Einen Großteil der Gamer dürfte das wenig kümmern, sind sie doch glücklich, wenn sie jedes Jahr mit einem neuen Call of Duty beglückt werden und die Zeit zum nächsten Teil mit dem ein oder anderen DLC überbrücken können. Auch viele ältere Gamer, die noch mit Sega oder Nintendo groß geworden sind, dürfte das eher nicht interessieren, da sie lieber auf ihren alten Konsolen oder Emulatoren ihre Kindheit erneut aufleben lassen. Auf der Strecke bleiben die Gamer, die in den Achtzigern, Neunzigern und frühen 2000ern aufgewachsen sind und dennoch gerne neue, moderne Spiele spielen mit einer ähnlichen Vielfalt wie damals. Da diese Gruppe immer verschwindend kleiner wird, wird auch der Markt für solche Titel immer unattraktiver und die Investitionsbereitschaft für hochwertig produzierte Titel jenseits der Cash-Cow-Franchises immer geringer.

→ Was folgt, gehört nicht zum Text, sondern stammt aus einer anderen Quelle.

use crate::credentials::NamespaceCredentials;
use crate::error::{Error, Result};
use crate::image_reference::ImageReference;
use crate::registry::{Location, Mirror, Registry, save};
use crate::resources::Tag;
use crate::store::SharedStore;
use crate::syncer::tag::request_generation;
use crate::transfer::proto::transfer_service_server::{TransferService, TransferServiceServer};
use crate::transfer::proto::{PullResponse, PushAck, PushRequest, TagRequest, push_request};
use crate::transfer::{
    Authorizer, CHUNK_SIZE, GENERATION_METADATA, Keepalive, PROGRESS_EVERY, REFERENCE_METADATA,
    Request, Verb, read_chunk,
};
use bytes::Bytes;
use futures::Stream;
use std::pin::Pin;
use std::sync::Arc;
use std::time::Duration;
use tempfile::TempPath;
use tokio::io::AsyncWriteExt;
use tokio::net::TcpListener;
use tokio::time::{Instant, timeout, timeout_at};
use tokio_util::sync::CancellationToken;
use tonic::metadata::MetadataValue;
use tonic::transport::Server;
use tonic::{Status, Streaming};
use tracing::{error, info, warn};

/// Time an unanswered HTTP/2 keepalive ping gets before the connection is dropped.
const PING_TIMEOUT: Duration = Duration::from_secs(20);

type ArchiveStream = Pin<Box<dyn Stream<Item = Result<PullResponse, Status>> + Send>>;

pub struct TransferServer {
    authorizer: Arc<dyn Authorizer>,
    tags: SharedStore<Tag>,
    credentials: NamespaceCredentials,
    registry: Arc<dyn Registry>,
    mirror: Option<Mirror>,
    keepalive: Keepalive,
}

impl TransferServer {
    pub fn new(
        authorizer: Arc<dyn Authorizer>,
        tags: SharedStore<Tag>,
        credentials: NamespaceCredentials,
        registry: Arc<dyn Registry>,
        mirror: Option<Mirror>,
    ) -> Self {
        Self {
            authorizer,
            tags,
            credentials,
            registry,
            mirror,
            keepalive: Keepalive::default(),
        }
    }

    pub fn with_keepalive(mut self, keepalive: Keepalive) -> Self {
        self.keepalive = keepalive;
        self
    }

    /// Serves gRPC on `listener` until `token` is cancelled, then lets the RPCs
    /// in flight finish.
    pub async fn serve(self: Arc<Self>, listener: TcpListener, token: CancellationToken) {
        let keepalive = self.keepalive;
        let incoming = async_stream::stream! {
            loop {
                match listener.accept().await {
                    Ok((stream, _)) => yield Ok::<_, std::io::Error>(stream),
                    Err(e) => warn!(error = %e, "Unable to accept transfer connection"),
                }
            }
        };
        let served = Server::builder()
            .http2_keepalive_interval(Some(keepalive.idle))
            .http2_keepalive_timeout(Some(PING_TIMEOUT))
            .max_connection_age(keepalive.max_age)
            .timeout(keepalive.deadline())
            .add_service(TransferServiceServer::from_arc(self))
            .serve_with_incoming_shutdown(Box::pin(incoming), token.cancelled_owned())
            .await;
        if let Err(e) = served {
            error!(error = %e, "Transfer server failed");
        }
        info!("Transfer server stopped");
    }

    async fn next_message(&self, stream: &mut Streaming<PushRequest>) -> Result<Option<PushRequest>> {
        match timeout(self.keepalive.idle, stream.message()).await {
            Ok(message) => Ok(message?),
            Err(_) => Err(Error::Timeout(self.keepalive.idle)),
        }
    }

    async fn authorize(&self, request: &Request, verb: Verb) -> Result<()> {
        if let Some(field) = request.missing_field() {
            return Err(Error::protocol(format!("request is missing {field}")));
        }
        self.authorizer
            .authorize(request.token.expose_secret(), &request.namespace, verb)
            .await
    }

    /// Exports `image` with the first credential set that works.
    async fn export(&self, namespace: &str, image: &ImageReference, insecure: bool) -> Result<TempPath> {
        let credentials = self.credentials.for_registry(namespace, &image.registry).await?;
        let mut failures = Vec::new();
        for auth in credentials {
            let location = match &self.mirror {
                Some(mirror) => mirror.locate(image.clone(), auth.clone(), insecure),
                None => Location::new(image.clone(), auth.clone(), insecure),
            };
            match save(self.registry.as_ref(), &location).await {
                Ok(archive) => return Ok(archive),
                Err(e) => failures.push(format!("{:?}: {}", auth, e)),
            }
        }
        Err(Error::AllCredentialsFailed {
            reference: image.to_string(),
            failures,
        })
    }

    /// Exports the tag's current image, returning the archive with the
    /// reference and generation it was exported for.
    async fn prepare_pull(&self, request: &Request) -> Result<(TempPath, String, i64)> {
        self.authorize(request, Verb::Get).await?;
        let tag = self.tags.get(&request.namespace, &request.name).await?;
        let current = tag.current_reference().ok_or_else(|| {
            Error::Invalid(format!(
                "tag {}/{} has no imported image for generation {}",
                request.namespace, request.name, tag.spec.generation
            ))
        })?;
        let image = ImageReference::parse(&current.image_reference)?;
        let archive = self.export(&request.namespace, &image, tag.spec.insecure).await?;
        Ok((archive, image.to_string(), tag.spec.generation))
    }

    async fn receive_push(&self, stream: &mut Streaming<PushRequest>) -> Result<PushAck> {
        let request: Request = match self.next_message(stream).await? {
            Some(PushRequest {
                message: Some(push_request::Message::Header(header)),
            }) => header.into(),
            Some(other) => {
                return Err(Error::protocol(format!(
                    "expected header as first message, got {}",
                    other.kind()
                )));
            }
            None => return Err(Error::protocol("push ended before its header")),
        };
        self.authorize(&request, Verb::Update).await?;
        let mirror = self
            .mirror
            .as_ref()
            .ok_or_else(|| Error::Invalid("pushing requires a mirror registry".to_string()))?;

        let archive = tempfile::NamedTempFile::new()?.into_temp_path();
        let mut file = tokio::fs::File::create(&archive).await?;
        let mut size = 0u64;
        while let Some(message) = self.next_message(stream).await? {
            match message.message {
                Some(push_request::Message::Chunk(data)) => {
                    file.write_all(&data).await?;
                    size += data.len() as u64;
                }
                _ => {
                    return Err(Error::protocol(format!(
                        "unexpected {} message during push",
                        message.kind()
                    )));
                }
            }
        }
        file.flush().await?;
        drop(file);

        let generation = match self.tags.get(&request.namespace, &request.name).await {
            Ok(tag) => tag.next_generation(),
            Err(e) if e.is_not_found() => 0,
            Err(e) => return Err(e),
        };
        let pinned = mirror
            .load_archive(&archive, &request.namespace, &request.name, &generation.to_string())
            .await?;
        let reference = pinned.to_string();
        let tag = request_generation(
            self.tags.as_ref(),
            &request.namespace,
            &request.name,
            Some(&reference),
        )
        .await?;
        info!(
            tag = %request.name,
            namespace = %request.namespace,
            reference = %reference,
            generation = tag.spec.generation,
            bytes = size,
            "Accepted push"
        );
        Ok(PushAck {
            reference,
            size,
            generation: Some(tag.spec.generation),
        })
    }
}

/// Streams `archive` in [`CHUNK_SIZE`] chunks with periodic progress, giving up
/// at `deadline`. The archive is removed once the stream is dropped.
fn stream_archive(
    archive: TempPath,
    deadline: Instant,
) -> impl Stream<Item = Result<PullResponse, Status>> + Send + 'static {
    async_stream::try_stream! {
        let total = tokio::fs::metadata(&archive).await?.len();
        let mut file = tokio::fs::File::open(&archive).await?;
        let mut buf = vec![0u8; CHUNK_SIZE];
        let mut transferred = 0u64;
        let mut chunks = 0usize;
        loop {
            let n = timeout_at(deadline, read_chunk(&mut file, &mut buf))
                .await
                .map_err(|_| Status::deadline_exceeded("pull exceeded the maximum connection age"))??;
            if n == 0 {
                break;
            }
            if chunks % PROGRESS_EVERY == 0 {
                yield PullResponse::progress(transferred, total);
            }
            yield PullResponse::chunk(Bytes::copy_from_slice(&buf[..n]));
            transferred += n as u64;
            chunks += 1;
        }
        yield PullResponse::progress(transferred, total);
    }
}

#[tonic::async_trait]
impl TransferService for TransferServer {
    type PullStream = ArchiveStream;

    async fn pull(
        &self,
        request: tonic::Request<TagRequest>,
    ) -> Result<tonic::Response<Self::PullStream>, Status> {
        let deadline = Instant::now() + self.keepalive.deadline();
        let request = Request::from(request.into_inner());
        let (archive, reference, generation) =
            self.prepare_pull(&request).await.map_err(|e| {
                warn!(tag = %request.name, namespace = %request.namespace, error = %e, "Pull rejected");
                Status::from(e)
            })?;
        info!(tag = %request.name, namespace = %request.namespace, reference = %reference, "Serving pull");

        let stream: ArchiveStream = Box::pin(stream_archive(archive, deadline));
        let mut response = tonic::Response::new(stream);
        let metadata = response.metadata_mut();
        metadata.insert(
            REFERENCE_METADATA,
            MetadataValue::try_from(reference.as_str())
                .map_err(|e| Status::internal(e.to_string()))?,
        );
        metadata.insert(GENERATION_METADATA, MetadataValue::from(generation));
        Ok(response)
    }

    async fn push(
        &self,
        request: tonic::Request<Streaming<PushRequest>>,
    ) -> Result<tonic::Response<PushAck>, Status> {
        let mut stream = request.into_inner();
        let deadline = self.keepalive.deadline();
        let outcome = match timeout(deadline, self.receive_push(&mut stream)).await {
            Ok(outcome) => outcome,
            Err(_) => Err(Error::Timeout(deadline)),
        };
        outcome.map(tonic::Response::new).map_err(|e| {
            warn!(error = %e, "Push aborted");
            Status::from(e)
        })
    }
}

Und so verkommt das schöne Hobby Videospiele immer mehr zu einer Industrie mit eiskaltem Kalkül, in der Entscheidungen von Managern auf Basis von Wirtschaftsdaten anstatt von kreativen Köpfen getroffen werden. Zu Zeiten, in denen ernsthaft darüber diskutiert wird, Videospiele als Kunstform anzuerkennen, ist dies sicherlich ein falscher Ansatz, denn statt Kunst sind die meisten erfolgreichen Videospiele der heutigen Zeit vor allem Produkte. Letztendlich ist auch vor allem eine Amerikanisierung der Videospieleindustrie zu erkennen, die eine Art Generationenkonflikt aufwirft. Je nachdem, wann man geboren wurde, hat man unterschiedliche Gaming-Vorlieben. Die Zielgruppe, die allerdings in den Achtzigern geboren wurde, hat mittlerweile ein Alter erreicht, wo sie nicht mehr die nötige Zeit haben, um sie in ihr Hobby Videospiele zu investieren. Die Hauptzielgruppe der Teenager ist vor allem mit den letzten beiden Generationen der Konsolen ans Gaming herangeführt worden, als dieser Trend längst eingeläutet war.